Selama dua periode pemerintahan koalisi yang dipimpin Presiden Susilo Bambang Yudhoyono pada periode 2004-2009 dan periode 2009-2014 (sesuai jadwal pelantikan Presiden baru pada 20 Oktober 2014) menempatkan PDIP pada posisi berseberangan sehingga hasil Pemilu 2014 ini juga tidak akan menempatkan keduanya berada pada satu koalisi.

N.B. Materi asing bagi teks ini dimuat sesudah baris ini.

#![doc = include_str!("../README.md")]

// -----------------------------------------------------------------------------
// Extern Self

// `crate` is used inside the crate itself, while doc tests refer to
// `trellis_reflect`. `extern self` lets generated code use one spelling.
extern crate self as trellis_reflect;

// -----------------------------------------------------------------------------
// Modules

mod reflection;
mod util;

pub mod impls;
pub mod info;
pub mod ops;
pub mod registry;

// -----------------------------------------------------------------------------
// Top-Level exports

pub mod __macro_exports;

pub use impls::{DynValue, Shared};
pub use reflection::Reflect;
pub use trellis_reflect_derive as derive;
pub use util::{TypeIdHasher, TypeIdMap};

Ical (Abu Rizal Bakrie) memang sudah memberikan ucapan selamat kepada megawati atas perolehan suara terbanya. Namun, apakah ini sebuah sinyalemen akan terjadi koalisi antara Kuning dan Merah, belum bisa dijadikan jaminan. Pengalaman pada pemilu-pemilu sebelumnya, PDIP dan Partai Golkar juga tak pernah berkoalisi, melainkan sama-sama bersaing dalam Pemilu Presiden. Tertutup kemungkinan PDIP dan Partai Golkar berkoalisi menjelang Pemilu Presiden dan Wakil Presiden karena kedua partai itu telah memiliki calon presiden masing-masing.

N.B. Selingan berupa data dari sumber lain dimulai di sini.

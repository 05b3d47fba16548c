use core::cell::{Ref, RefCell, RefMut};
use std::rc::Rc;

use crate::Reflect;
use crate::impls::{GenericTypeInfoCell, GenericTypePathCell};
use crate::info::{DynamicTypePath, SharedInfo, TypeInfo, TypePath, Typed};
use crate::ops::{ReflectMut, ReflectRef, ReflectShared, SlotError};
use crate::registry::{GetTypeMeta, TypeMeta, TypeRegistry};

// -----------------------------------------------------------------------------
// Shared

/// A reflected identity handle: the unit of object identity in a graph.
///
/// `Shared<T>` wraps `Rc<RefCell<T>>`. Cloning a handle aliases the same
/// value; two fields holding clones of one handle serialize as one full
/// body plus one reference node when preservation is enabled, and
/// deserialize back to handles of one allocation.
///
/// Cyclic graphs are expressed the usual Rust way: an `Option<Shared<T>>`
/// (or a collection of handles) somewhere in the cycle.
///
/// # Examples
///
/// ```
/// use trellis_reflect::{derive::Reflect, Shared};
///
/// #[derive(Reflect)]
/// struct Node {
///     label: String,
/// }
///
/// let a = Shared::new(Node { label: "a".into() });
/// let b = a.clone();
///
/// b.borrow_mut().label = "renamed".into();
/// assert_eq!(a.borrow().label, "renamed");
/// assert!(Shared::ptr_eq(&a, &b));
/// ```
pub struct Shared<T: Reflect + Typed>(Rc<RefCell<T>>);

impl<T: Reflect + Typed> Shared<T> {
    /// Wraps a value into a fresh, unaliased handle.
    pub fn new(value: T) -> Self {
        Self(Rc::new(RefCell::new(value)))
    }

    /// Borrows the referenced value.
    ///
    /// Panics if a mutable borrow is active.
    #[inline]
    pub fn borrow(&self) -> Ref<'_, T> {
        self.0.borrow()
    }

    /// Mutably borrows the referenced value.
    ///
    /// Panics if any borrow is active.
    #[inline]
    pub fn borrow_mut(&self) -> RefMut<'_, T> {
        self.0.borrow_mut()
    }

    /// Whether two handles alias the same allocation.
    #[inline]
    pub fn ptr_eq(a: &Self, b: &Self) -> bool {
        Rc::ptr_eq(&a.0, &b.0)
    }
}

impl<T: Reflect + Typed> Clone for Shared<T> {
    #[inline]
    fn clone(&self) -> Self {
        Self(Rc::clone(&self.0))
    }
}

impl<T: Reflect + Typed + Default> Default for Shared<T> {
    fn default() -> Self {
        Self::new(T::default())
    }
}

impl<T: Reflect + Typed + core::fmt::Debug> core::fmt::Debug for Shared<T> {
    fn fmt(&self, f: &mut core::fmt::Formatter<'_>) -> core::fmt::Result {
        // Does not guard against cycles; debug-print acyclic graphs only.
        write!(f, "Shared(")?;
        self.0.borrow().fmt(f)?;
        write!(f, ")")
    }
}

impl<T: Reflect + Typed + PartialEq> PartialEq for Shared<T> {
    fn eq(&self, other: &Self) -> bool {
        // Alias check first, so self-comparison never borrows twice.
        Self::ptr_eq(self, other) || *self.0.borrow() == *other.0.borrow()
    }
}

impl<T: Reflect + Typed> TypePath for Shared<T> {
    fn type_path() -> &'static str {
        static CELL: GenericTypePathCell = GenericTypePathCell::new();
        CELL.get_or_insert::<Self>(|| format!("trellis_reflect::Shared<{}>", T::type_path()))
    }

    fn type_name() -> &'static str {
        static CELL: GenericTypePathCell = GenericTypePathCell::new();
        CELL.get_or_insert::<Self>(|| format!("Shared<{}>", T::type_name()))
    }

    fn type_ident() -> &'static str {
        "Shared"
    }

    fn module_path() -> Option<&'static str> {
        Some("trellis_reflect")
    }
}

impl<T: Reflect + Typed> Typed for Shared<T> {
    fn type_info() -> &'static TypeInfo {
        static CELL: GenericTypeInfoCell = GenericTypeInfoCell::new();
        CELL.get_or_insert::<Self>(|| {
            TypeInfo::Shared(SharedInfo::new::<Self, T>(|inner| {
                inner
                    .take::<T>()
                    .map(|value| Box::new(Shared::new(value)) as Box<dyn Reflect>)
                    .map_err(|inner| SlotError::Mismatch {
                        expected: T::type_path(),
                        received: inner.reflect_type_path(),
                    })
            }))
        })
    }
}

impl<T: Reflect + Typed> Reflect for Shared<T> {
    #[inline]
    fn as_any(&self) -> &dyn core::any::Any {
        self
    }

    #[inline]
    fn as_any_mut(&mut self) -> &mut dyn core::any::Any {
        self
    }

    #[inline]
    fn into_any(self: Box<Self>) -> Box<dyn core::any::Any> {
        self
    }

    #[inline]
    fn as_reflect(&self) -> &dyn Reflect {
        self
    }

    #[inline]
    fn as_reflect_mut(&mut self) -> &mut dyn Reflect {
        self
    }

    #[inline]
    fn into_reflect(self: Box<Self>) -> Box<dyn Reflect> {
        self
    }

    #[inline]
    fn reflect_ref(&self) -> ReflectRef<'_> {
        ReflectRef::Shared(self)
    }

    #[inline]
    fn reflect_mut(&mut self) -> ReflectMut<'_> {
        ReflectMut::Shared(self)
    }
}

impl<T: Reflect + Typed> ReflectShared for Shared<T> {
    #[inline]
    fn identity(&self) -> usize {
        Rc::as_ptr(&self.0) as usize
    }

    #[inline]
    fn clone_handle(&self) -> Box<dyn Reflect> {
        Box::new(self.clone())
    }

    fn borrow_inner(&self) -> Ref<'_, dyn Reflect> {
        Ref::map(self.0.borrow(), T::as_reflect)
    }

    fn borrow_inner_mut(&self) -> RefMut<'_, dyn Reflect> {
        RefMut::map(self.0.borrow_mut(), T::as_reflect_mut)
    }
}

impl<T: Reflect + Typed + GetTypeMeta> GetTypeMeta for Shared<T> {
    fn get_type_meta() -> TypeMeta {
        TypeMeta::of::<Self>()
    }

    fn register_dependencies(registry: &mut TypeRegistry) {
        registry.register::<T>();
    }
}

// -----------------------------------------------------------------------------
// Tests

#[cfg(test)]
mod tests {
    use super::Shared;
    use crate::Reflect;
    use crate::info::{DynamicTypePath, ReflectKind};
    use crate::ops::ReflectShared;

    #[test]
    fn identity_follows_allocation() {
        let a = Shared::new(5u32);
        let b = a.clone();
        let c = Shared::new(5u32);

        assert_eq!(a.identity(), b.identity());
        assert_ne!(a.identity(), c.identity());
    }

    #[test]
    fn handle_reflects_as_shared() {
        let a = Shared::new(5u32);
        assert_eq!(a.reflect_kind(), ReflectKind::Shared);
        assert_eq!(a.borrow_inner().reflect_type_path(), "u32");
    }
}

Yang memang paling intens sejak sebelum Pemilu Legislatif dilaksanakan adalah PPP. Ketua Umum PPP Suryadharma Ali yang juga Menteri Agama mengaku sangat intensif membangun komunikasi dengan Partai Gerindra untuk berkoalisi. Suryadharma mengatakan koalisi sangat membutuhkan kesepahaman antar partai, terutama terkait visi pembangunan Indonesia di masa mendatang, dan untuk saat ini PPP memiliki pandangan sama dengan yang diusulkan Partai Gerindra. Akan tetapi Surya Dharma Ali yang sudah memberikan komitmen ke Prabowo untuk koalisikan Gerindra dengan PPP sedang digoyang di internal PPP melalui mosi tidak percaya dari 26 DPW. Apabila dia jatuh, koalisi Gerindra dengan PPP akan gagal.

Apapun dan bagaimanapun nanti, bagi rakyat sebenarnya bukan pada koalisi partai yang kemudian mengusung orang-orang terbaik untuk dijadikan Presiden dan Wakil Presiden. Akan tetapi sejauh mana pemimpin negara mampu menciptakan rasa aman, rasa sejahtera dan rasa keadilan yang mampu meningkatkan taraf hidup masyarakat yang memiliki karakter bangsa mandiri. Bentuk koalisi belum terpola secara pasti dan hanya pada komunikasi dan tawar menawar politik antara partai mana dengan partai mana. Hanya ada kesepakatan bahwa untuk bisa mencalonkan presiden dan wakil presiden pada Pemilu 9 Juli mendatang, partai-partai politik harus berkoalisi.

Untuk rakyat, bersiaplah menanti Pemerintahan koalisi segera datang kembali.